Today, September 25, at 2:00 PM EDT, the Senate Finance Committee is holding a hearing to consider the Graham-Cassidy-Heller-Johnson Proposal. Witnesses will include: Senator Lindsey Graham (R-SC); Senator Bill Cassidy (R-LA); former Senator Rick Santorum (R-PA); Dennis G. Smith, Senior Advisory for Medicaid and Health Care Reform, Arkansas Department of Human Services; Teresa Miller, Acting Secretary, Department of Human Services, Commonwealth of Pennsylvania; Cindy Mann, Former Deputy Administrator and Director of the Center for Medicaid and CHIP Services, Centers for Medicare & Medicaid Services, United States Department of Health and Human Services; and Dick Woodruff, Senior Vice President, Federal Advocacy, American Cancer Society Cancer Action Network. The is the first hearing on the legislation. Visit the Committee web site for more information or to access the hearing live today. Read The Arc’s written testimony here.

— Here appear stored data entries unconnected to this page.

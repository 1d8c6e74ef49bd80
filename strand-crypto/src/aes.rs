//! AES-256 in the two modes MTProto needs.
//!
//! * IGE, for message encryption and the key-exchange envelopes.
//! * CTR, as the keystream of the obfuscated transport.

use aes::Aes256;
use aes::cipher::generic_array::GenericArray;
use aes::cipher::{BlockDecrypt, BlockEncrypt, KeyInit};
use ctr::cipher::{KeyIvInit, StreamCipher};

type Block = [u8; 16];

fn xor(a: &Block, b: &Block) -> Block {
    std::array::from_fn(|i| a[i] ^ b[i])
}

fn load(chunk: &[u8]) -> Block {
    std::array::from_fn(|i| chunk[i])
}

/// Encrypt `buffer` in place with AES-256-IGE.
///
/// `iv` is `c₀ ‖ p₀` (the previous ciphertext block, then the previous
/// plaintext block).
///
/// # Panics
///
/// If `buffer.len()` is not a multiple of 16.
pub fn ige_encrypt(buffer: &mut [u8], key: &[u8; 32], iv: &[u8; 32]) {
    assert_eq!(buffer.len() % 16, 0, "IGE input must be block-aligned");
    let cipher = Aes256::new(GenericArray::from_slice(key));

    let mut prev_cipher = load(&iv[..16]);
    let mut prev_plain = load(&iv[16..]);

    for chunk in buffer.chunks_exact_mut(16) {
        let plain = load(chunk);
        let mut block = xor(&plain, &prev_cipher);
        cipher.encrypt_block(GenericArray::from_mut_slice(&mut block));
        let out = xor(&block, &prev_plain);
        chunk.copy_from_slice(&out);
        prev_cipher = out;
        prev_plain = plain;
    }
}

/// Decrypt `buffer` in place with AES-256-IGE.
///
/// # Panics
///
/// If `buffer.len()` is not a multiple of 16.
pub fn ige_decrypt(buffer: &mut [u8], key: &[u8; 32], iv: &[u8; 32]) {
    assert_eq!(buffer.len() % 16, 0, "IGE input must be block-aligned");
    let cipher = Aes256::new(GenericArray::from_slice(key));

    let mut prev_cipher = load(&iv[..16]);
    let mut prev_plain = load(&iv[16..]);

    for chunk in buffer.chunks_exact_mut(16) {
        let encrypted = load(chunk);
        let mut block = xor(&encrypted, &prev_plain);
        cipher.decrypt_block(GenericArray::from_mut_slice(&mut block));
        let out = xor(&block, &prev_cipher);
        chunk.copy_from_slice(&out);
        prev_cipher = encrypted;
        prev_plain = out;
    }
}

// ─── CTR ─────────────────────────────────────────────────────────────────────

type Aes256Ctr = ctr::Ctr128BE<Aes256>;

/// AES-256-CTR keystream (128-bit big-endian counter).
///
/// Stateful: successive [`CtrCipher::apply`] calls continue the stream, so a
/// connection keeps one instance per direction for its whole lifetime.
pub struct CtrCipher {
    inner: Aes256Ctr,
}

impl CtrCipher {
    pub fn new(key: &[u8; 32], iv: &[u8; 16]) -> Self {
        Self {
            inner: Aes256Ctr::new(GenericArray::from_slice(key), GenericArray::from_slice(iv)),
        }
    }

    /// XOR `data` in place with the next `data.len()` keystream bytes.
    pub fn apply(&mut self, data: &mut [u8]) {
        self.inner.apply_keystream(data);
    }
}

impl std::fmt::Debug for CtrCipher {
    fn fmt(&self, f: &mut std::fmt::Formatter<'_>) -> std::fmt::Result {
        f.write_str("CtrCipher { .. }")
    }
}
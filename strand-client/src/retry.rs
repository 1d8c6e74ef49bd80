//! Retry policies for `FLOOD_WAIT` answers.
//!
//! The event loop consults the configured [`RetryPolicy`] whenever the server
//! answers a request with an RPC error. Only the failing request is delayed;
//! everything else keeps flowing.

use std::num::NonZeroU32;
use std::ops::ControlFlow;
use std::time::Duration;

use crate::errors::InvocationError;

/// Controls how the client reacts when an RPC call fails.
pub trait RetryPolicy: Send + Sync + 'static {
    /// `Continue(delay)` resends the request after `delay`; `Break` hands
    /// the error to the caller.
    fn should_retry(&self, ctx: &RetryContext) -> ControlFlow<(), Duration>;
}

/// Context passed to [`RetryPolicy::should_retry`] on each failure.
pub struct RetryContext {
    pub fail_count:   NonZeroU32,
    pub slept_so_far: Duration,
    pub error:        InvocationError,
}

/// Never retry.
pub struct NoRetries;
impl RetryPolicy for NoRetries {
    fn should_retry(&self, _: &RetryContext) -> ControlFlow<(), Duration> {
        ControlFlow::Break(())
    }
}

/// Sleep through one FLOOD_WAIT no longer than `threshold`, then resend.
pub struct AutoSleep {
    pub threshold: Duration,
}

impl Default for AutoSleep {
    fn default() -> Self {
        Self { threshold: Duration::from_secs(60) }
    }
}

impl RetryPolicy for AutoSleep {
    fn should_retry(&self, ctx: &RetryContext) -> ControlFlow<(), Duration> {
        if let Some(secs) = ctx.error.flood_wait_seconds() {
            if ctx.fail_count.get() == 1 && secs <= self.threshold.as_secs() {
                tracing::info!("[strand] FLOOD_WAIT_{secs}: sleeping before retry");
                return ControlFlow::Continue(Duration::from_secs(secs));
            }
        }
        ControlFlow::Break(())
    }
}
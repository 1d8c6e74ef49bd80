//! RPC functions of the service schema.

use crate::{enums, types};

tl_function! {
    /// Opens the key exchange; the server answers with its `pq` challenge.
    #[tl(id = 0xbe7e8ef1, name = "req_pq_multi", returns = types::ResPq)]
    pub struct ReqPqMulti {
        pub nonce: [u8; 16],
    }
}

tl_function! {
    #[tl(id = 0xd712e4be, name = "req_DH_params", returns = enums::ServerDhParams)]
    pub struct ReqDhParams {
        pub nonce: [u8; 16],
        pub server_nonce: [u8; 16],
        pub p: Vec<u8>,
        pub q: Vec<u8>,
        pub public_key_fingerprint: i64,
        pub encrypted_data: Vec<u8>,
    }
}

tl_function! {
    #[tl(id = 0xf5045f1f, name = "set_client_DH_params", returns = enums::SetClientDhParamsAnswer)]
    pub struct SetClientDhParams {
        pub nonce: [u8; 16],
        pub server_nonce: [u8; 16],
        pub encrypted_data: Vec<u8>,
    }
}

tl_function! {
    #[tl(id = 0x7abe77ec, name = "ping", returns = types::Pong)]
    pub struct Ping {
        pub ping_id: i64,
    }
}

tl_function! {
    /// Like [`Ping`], but the server closes the connection if no further
    /// ping arrives within `disconnect_delay` seconds.
    #[tl(id = 0xf3427b8c, name = "ping_delay_disconnect", returns = types::Pong)]
    pub struct PingDelayDisconnect {
        pub ping_id: i64,
        pub disconnect_delay: i32,
    }
}

tl_function! {
    #[tl(id = 0xb921bd04, name = "get_future_salts", returns = types::FutureSalts)]
    pub struct GetFutureSalts {
        pub num: i32,
    }
}

tl_function! {
    #[tl(id = 0xe7512126, name = "destroy_session", returns = enums::DestroySessionRes)]
    pub struct DestroySession {
        pub session_id: i64,
    }
}
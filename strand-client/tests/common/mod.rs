//! An in-process server speaking abridged MTProto over `tokio::io::duplex`.

#![allow(dead_code)]

pub mod key_server;

use std::io;
use std::sync::Arc;
use std::sync::atomic::{AtomicUsize, Ordering};
use std::time::{Duration, SystemTime, UNIX_EPOCH};

use strand_client::{BoxFuture, ByteStream, Config, Connector, InMemoryStorage, TrustedKeys};
use strand_crypto::{AuthKey, decrypt_data_v2_from_client, encrypt_data_v2_as_server};
use strand_mtproto::transport::{Abridged, Transport};
use strand_mtproto::{Message, PlainSession};
use strand_tl::{Identifiable, Serializable, functions, ids, types};
use tokio::io::{AsyncReadExt, AsyncWriteExt, DuplexStream};
use tokio::sync::mpsc;
use tracing_subscriber::EnvFilter;

pub const DC: i32 = 2;
pub const KEY: [u8; 256] = [0x42; 256];
pub const SERVER_SALT: i64 = 0x5a17;

pub fn init_tracing() {
    let _ = tracing_subscriber::fmt()
        .with_env_filter(EnvFilter::from_default_env())
        .with_test_writer()
        .try_init();
}

fn now() -> i64 {
    SystemTime::now().duration_since(UNIX_EPOCH).unwrap().as_secs() as i64
}

fn read_i32(b: &[u8]) -> i32 { i32::from_le_bytes(b[..4].try_into().unwrap()) }
fn read_i64(b: &[u8]) -> i64 { i64::from_le_bytes(b[..8].try_into().unwrap()) }

pub fn constructor(body: &[u8]) -> u32 {
    read_i32(body) as u32
}

fn parse_message(b: &[u8]) -> (Message, usize) {
    let len = read_i32(&b[12..]) as usize;
    let msg = Message { msg_id: read_i64(b), seq_no: read_i32(&b[8..]), body: b[16..16 + len].to_vec() };
    (msg, 16 + len)
}

// ─── Connector ────────────────────────────────────────────────────────────────

/// Hands the server half of every new connection to the test.
pub struct DuplexConnector {
    streams: mpsc::UnboundedSender<DuplexStream>,
    attempts: Arc<AtomicUsize>,
}

impl Connector for DuplexConnector {
    fn connect<'a>(&'a self, _addr: &'a str) -> BoxFuture<'a, io::Result<Box<dyn ByteStream>>> {
        Box::pin(async move {
            self.attempts.fetch_add(1, Ordering::SeqCst);
            let (client, server) = tokio::io::duplex(1 << 20);
            self.streams
                .send(server)
                .map_err(|_| io::Error::from(io::ErrorKind::ConnectionRefused))?;
            Ok(Box::new(client) as Box<dyn ByteStream>)
        })
    }
}

pub struct Harness {
    pub config: Config,
    accepts: mpsc::UnboundedReceiver<DuplexStream>,
    attempts: Arc<AtomicUsize>,
}

/// A config whose storage already holds [`KEY`], so connecting skips
/// negotiation.
pub fn harness() -> Harness {
    init_tracing();
    let (streams, accepts) = mpsc::unbounded_channel();
    let attempts = Arc::new(AtomicUsize::new(0));
    let config = Config {
        dc_id: DC,
        dc_addr: "duplex".into(),
        storage: Arc::new(InMemoryStorage::with_auth_key(DC, KEY)),
        connector: Arc::new(DuplexConnector { streams, attempts: attempts.clone() }),
        trusted_keys: TrustedKeys::empty(),
        handshake_timeout: Duration::from_secs(2),
        request_timeout: Duration::from_secs(10),
        ..Config::default()
    };
    Harness { config, accepts, attempts }
}

impl Harness {
    /// Every connection attempt so far, refused ones included.
    pub fn connection_attempts(&self) -> usize {
        self.attempts.load(Ordering::SeqCst)
    }

    /// Make every later connection attempt fail with `ConnectionRefused`.
    pub fn refuse_connections(&mut self) {
        self.accepts.close();
        while self.accepts.try_recv().is_ok() {}
    }

    /// Whether the client opened a connection nobody accepted yet.
    pub fn has_pending_connection(&mut self) -> bool {
        self.accepts.try_recv().is_ok()
    }

    /// The next connection the client opens.
    pub async fn accept(&mut self) -> ServerConn {
        let mut stream = self.accepts.recv().await.expect("client connected");
        let mut tag = [0u8; 1];
        stream.read_exact(&mut tag).await.unwrap();
        assert_eq!(tag[0], 0xef, "abridged transport tag");
        ServerConn {
            stream,
            framing: Abridged::new(),
            key: AuthKey::from_bytes(KEY),
            session_id: 0,
            counter: 0,
        }
    }
}

// ─── Server side of one connection ────────────────────────────────────────────

pub struct Received {
    pub salt: i64,
    pub session_id: i64,
    pub outer: Message,
    /// Container contents, or the outer message alone.
    pub messages: Vec<Message>,
}

pub struct ServerConn {
    stream: DuplexStream,
    framing: Abridged,
    key: AuthKey,
    /// Taken from the last frame the client sent.
    pub session_id: i64,
    counter: i64,
}

impl ServerConn {
    async fn read_frame(&mut self) -> Option<Vec<u8>> {
        let mut buf = [0u8; 4096];
        loop {
            if let Some(frame) = self.framing.next_frame().unwrap() {
                return Some(frame);
            }
            let n = self.stream.read(&mut buf).await.ok()?;
            if n == 0 {
                return None;
            }
            self.framing.feed(&buf[..n]);
        }
    }

    /// Decrypt the next frame. `None` once the client hangs up.
    pub async fn recv_raw(&mut self) -> Option<Received> {
        let frame = self.read_frame().await?;
        let plain = decrypt_data_v2_from_client(&frame, &self.key).unwrap();
        let session_id = read_i64(&plain[8..]);
        self.session_id = session_id;

        let (outer, _) = parse_message(&plain[16..]);
        let mut messages = Vec::new();
        if constructor(&outer.body) == ids::MSG_CONTAINER {
            let count = read_i32(&outer.body[4..]);
            let mut at = 8;
            for _ in 0..count {
                let (msg, used) = parse_message(&outer.body[at..]);
                messages.push(msg);
                at += used;
            }
        } else {
            messages.push(outer.clone());
        }
        Some(Received { salt: read_i64(&plain), session_id, outer, messages })
    }

    /// Requests from the next frame that carries any. Acks and salt requests
    /// are skipped.
    pub async fn recv_requests(&mut self) -> Vec<Message> {
        loop {
            let received = self.recv_raw().await.expect("client hung up");
            let requests: Vec<_> = received
                .messages
                .into_iter()
                .filter(|m| m.requires_ack() && constructor(&m.body) != functions::GetFutureSalts::CONSTRUCTOR_ID)
                .collect();
            if !requests.is_empty() {
                return requests;
            }
        }
    }

    pub async fn recv_request(&mut self) -> Message {
        let mut requests = self.recv_requests().await;
        assert_eq!(requests.len(), 1, "expected a single request");
        requests.remove(0)
    }

    /// Wait until the client closes its side.
    pub async fn closed(&mut self) {
        while self.recv_raw().await.is_some() {}
    }

    fn next_msg_id(&mut self) -> i64 {
        self.counter += 1;
        (now() << 32) | (self.counter << 2) | 1
    }

    async fn write(&mut self, payload: &[u8]) {
        let mut wire = Vec::new();
        self.framing.pack(payload, &mut wire);
        self.stream.write_all(&wire).await.unwrap();
    }

    async fn send_message(&mut self, seq_no: i32, body: &[u8]) {
        let mut plain = Vec::new();
        plain.extend(SERVER_SALT.to_le_bytes());
        plain.extend(self.session_id.to_le_bytes());
        let msg_id = self.next_msg_id();
        Message { msg_id, seq_no, body: body.to_vec() }.write_to(&mut plain);
        let frame = encrypt_data_v2_as_server(&plain, &self.key).unwrap();
        self.write(&frame).await;
    }

    /// A content-related message.
    pub async fn send(&mut self, body: &[u8]) {
        let seq_no = (self.counter as i32) * 2 + 1;
        self.send_message(seq_no, body).await;
    }

    pub async fn reply(&mut self, req_msg_id: i64, result: &[u8]) {
        let mut body = ids::RPC_RESULT.to_le_bytes().to_vec();
        body.extend(req_msg_id.to_le_bytes());
        body.extend_from_slice(result);
        self.send(&body).await;
    }

    pub async fn rpc_error(&mut self, req_msg_id: i64, code: i32, message: &str) {
        let error = types::RpcError { error_code: code, error_message: message.into() };
        self.reply(req_msg_id, &error.to_bytes()).await;
    }

    pub async fn bad_msg(&mut self, bad_msg_id: i64, code: i32) {
        let body = types::BadMsgNotification { bad_msg_id, bad_msg_seqno: 1, error_code: code }.to_bytes();
        self.send_message((self.counter as i32) * 2, &body).await;
    }

    /// A negative transport status in place of a frame.
    pub async fn status(&mut self, code: i32) {
        self.write(&code.to_le_bytes()).await;
    }

    // ── Plaintext (negotiation) ──────────────────────────────────────────

    pub async fn recv_plain(&mut self) -> Vec<u8> {
        let frame = self.read_frame().await.expect("client hung up");
        PlainSession::unpack(&frame).unwrap().to_vec()
    }

    pub async fn send_plain(&mut self, body: &[u8]) {
        let mut frame = 0i64.to_le_bytes().to_vec();
        frame.extend(self.next_msg_id().to_le_bytes());
        frame.extend((body.len() as i32).to_le_bytes());
        frame.extend_from_slice(body);
        self.write(&frame).await;
    }
}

While the Congressional Budget Office announced it will not have time to analyze the health care coverage impact of the bill before the September 30 deadline, it is expected to release a report this week on the fiscal implications of the bill. Avalere released an analysis showing that there will be a total reduction of $215 billion between 2020 and 2026 compared to current law with all but 16 states seeing funding reduced. Kaiser Family Foundation estimates there will be a reduction of $160 billion compared to current law with all but 15 states losing funding. Overtime the overall cuts to the Medicaid program would total over $4 trillion through 2036. Cuts to the traditional Medicaid program would be more than $1 trillion over two decades.
The Senate has until September 30 to pass the Graham-Cassidy-Heller-Johnson bill with a simple majority vote. After that date, the legislation will require 60 votes to pass, unless Congress passes a budget resolution for fiscal year 2018 that contains reconciliation instructions intended to address health care. Last week, Majority Leader McConnell (R-KY) said that he intended to have a Senate vote this week. The vote is expected to be very close. If successful, expectations are that the bill would go immediately to the House floor for passage and then to the President for signature. This would be a devastating blow to people with disabilities and their families who have worked so hard this year to prevent block grants and per capita caps from destroying the Medicaid program – a program which provides basic health care and long term supports which make it possible for millions of people to live as independently as possible in their communities. The Washington Post printed a letter to the editor from The Arc’s Marty Ford expressing these concerns.